Shortly after the end of the Civil War, bounty hunter John "the Hangman" Ruth (Kurt Russell) is outracing a blizzard in the mountains on Wyoming.  He's captured Daisy Domergue (Jennifer Jason Leigh) and is bringing her by stagecoach to the town of Red Rock, where he'll collect a $10,000 bounty and she'll be tried and hung.  He's also not above beating her to keep her quiet.
 Along the way, Ruth reluctantly picks up two passengers.  Major Marquis Warren (Samuel L. Jackson) is a fellow bounty hunter, bringing three bounty corpses worth $8,000 total.  Chris Mannix (Walter Goggins) is a former Confederate who claims to be the new sheriff of Red Rock.
 The travelers can't outrun the blizzard, so stagecoach driver O.B. Jackson (James Parks) stops at an outpost called Minnie's Haberdashery to wait out the storm.  There's they find an array of assorted characters.  Senor Bob (Demian Bichir) is a Mexican feller left in charge when Minnie went over the mountain.  Oswaldo Mobray (Tim Roth) is a British gentleman who's a professional hangman, who'd hang Daisy.  Joe Gage (Michael Madsen) is a cowboy planning on visiting his mother.  And General Sandy Smithers (Bruce Dern) is an elderly former Confederate leader.  The group are stuck together until the storm passes; but Ruth is convinved that one or more of them aren't what they seem, and that they're working with Daisy to free her -- even if that means killing everyone else there.
The Hateful Eight feels like two separate movies.  For the first three quarters of the movie, Tarantino (who wrote and directed the movies) is content for the movie to meander, as characters engage in long conversations with each other.  Then at the end, the screen turns into a splatterhouse, and violence and gore pretty much engulf all the characters.  There's an artificial feel to the dialogue (which goes on and on, leading to the movie's excessive running time) and the excess of violence at the end (and often directed at the film's main female character) feels self-indulgent.

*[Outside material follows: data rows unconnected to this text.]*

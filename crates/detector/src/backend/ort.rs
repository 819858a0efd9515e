use super::{Detector, class_count_from_metadata};
use crate::processing::{post::parse_end_to_end, pre::PreProcessor};
use crate::types::RawDetection;
use anyhow::Context;
use common::span;
use image::RgbImage;
use ort::{
    session::{Session, builder::GraphOptimizationLevel},
    value::TensorRef,
};

/// Input and output tensor names of an Ultralytics ONNX export.
const INPUT_NAME: &str = "images";
const OUTPUT_NAME: &str = "output0";

#[derive(Debug, Clone, Copy)]
pub enum ExecutionProvider {
    Cpu,
    Cuda,
}

/// YOLO model exported to ONNX with end-to-end NMS, run through ONNX Runtime.
pub struct OrtYoloBackend {
    session: Session,
    preprocessor: PreProcessor,
    num_classes: Option<usize>,
}

impl OrtYoloBackend {
    pub fn load_model(path: &str, input_size: u32) -> anyhow::Result<Self> {
        let provider = if cfg!(feature = "cuda") {
            ExecutionProvider::Cuda
        } else {
            ExecutionProvider::Cpu
        };
        Self::load_model_with_provider(path, input_size, provider)
    }

    /// Load model with specified execution provider
    pub fn load_model_with_provider(
        path: &str,
        input_size: u32,
        provider: ExecutionProvider,
    ) -> anyhow::Result<Self> {
        // Initialize ORT environment (idempotent)
        let _ = ort::init().commit();

        let builder = Session::builder()?
            .with_optimization_level(GraphOptimizationLevel::Level3)?
            .with_intra_threads(4)?;

        let builder = match provider {
            #[cfg(feature = "cuda")]
            ExecutionProvider::Cuda => {
                tracing::info!("Initializing ONNX Runtime with CUDA execution provider");
                builder.with_execution_providers([
                    ort::execution_providers::CUDAExecutionProvider::default()
                        .with_device_id(0)
                        .build()
                        .error_on_failure(),
                ])?
            }
            #[cfg(not(feature = "cuda"))]
            ExecutionProvider::Cuda => {
                anyhow::bail!("CUDA execution provider requires the `cuda` feature");
            }
            ExecutionProvider::Cpu => {
                tracing::info!("Initializing ONNX Runtime with CPU execution provider");
                builder
            }
        };

        let session = builder
            .commit_from_file(path)
            .with_context(|| format!("Failed to load ONNX model from {}", path))?;

        let num_classes = session
            .metadata()
            .ok()
            .and_then(|metadata| metadata.custom("names"))
            .and_then(|names| class_count_from_metadata(&names));

        tracing::info!(path, input_size, ?num_classes, "Model loaded");
        Ok(Self {
            session,
            preprocessor: PreProcessor::new(input_size),
            num_classes,
        })
    }
}

impl Detector for OrtYoloBackend {
    fn predict(
        &mut self,
        image: &RgbImage,
        confidence_threshold: f32,
    ) -> anyhow::Result<Vec<RawDetection>> {
        let (input, transform) = self.preprocessor.preprocess(image)?;

        let outputs = {
            let _s = span!("model_inference");
            self.session.run(ort::inputs![
                INPUT_NAME => TensorRef::from_array_view(input.view())?
            ])?
        };

        let output = outputs[OUTPUT_NAME].try_extract_array::<f32>()?;

        parse_end_to_end(&output, confidence_threshold, &transform)
    }

    fn num_classes(&self) -> Option<usize> {
        self.num_classes
    }
}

That's not to say there aren't some good parts to this movie.  There's a stellar cast assembled, and if Tarantino doesn't always get the best of them here, the talent still shines through (especially from Jennifer Jason Leigh, late in the movie).  The gallows, crude, and racist humor sometimes works, though it can be off-putting as well.

The Hateful Eight isn't a terrible movie, but it is a terribly flawed film.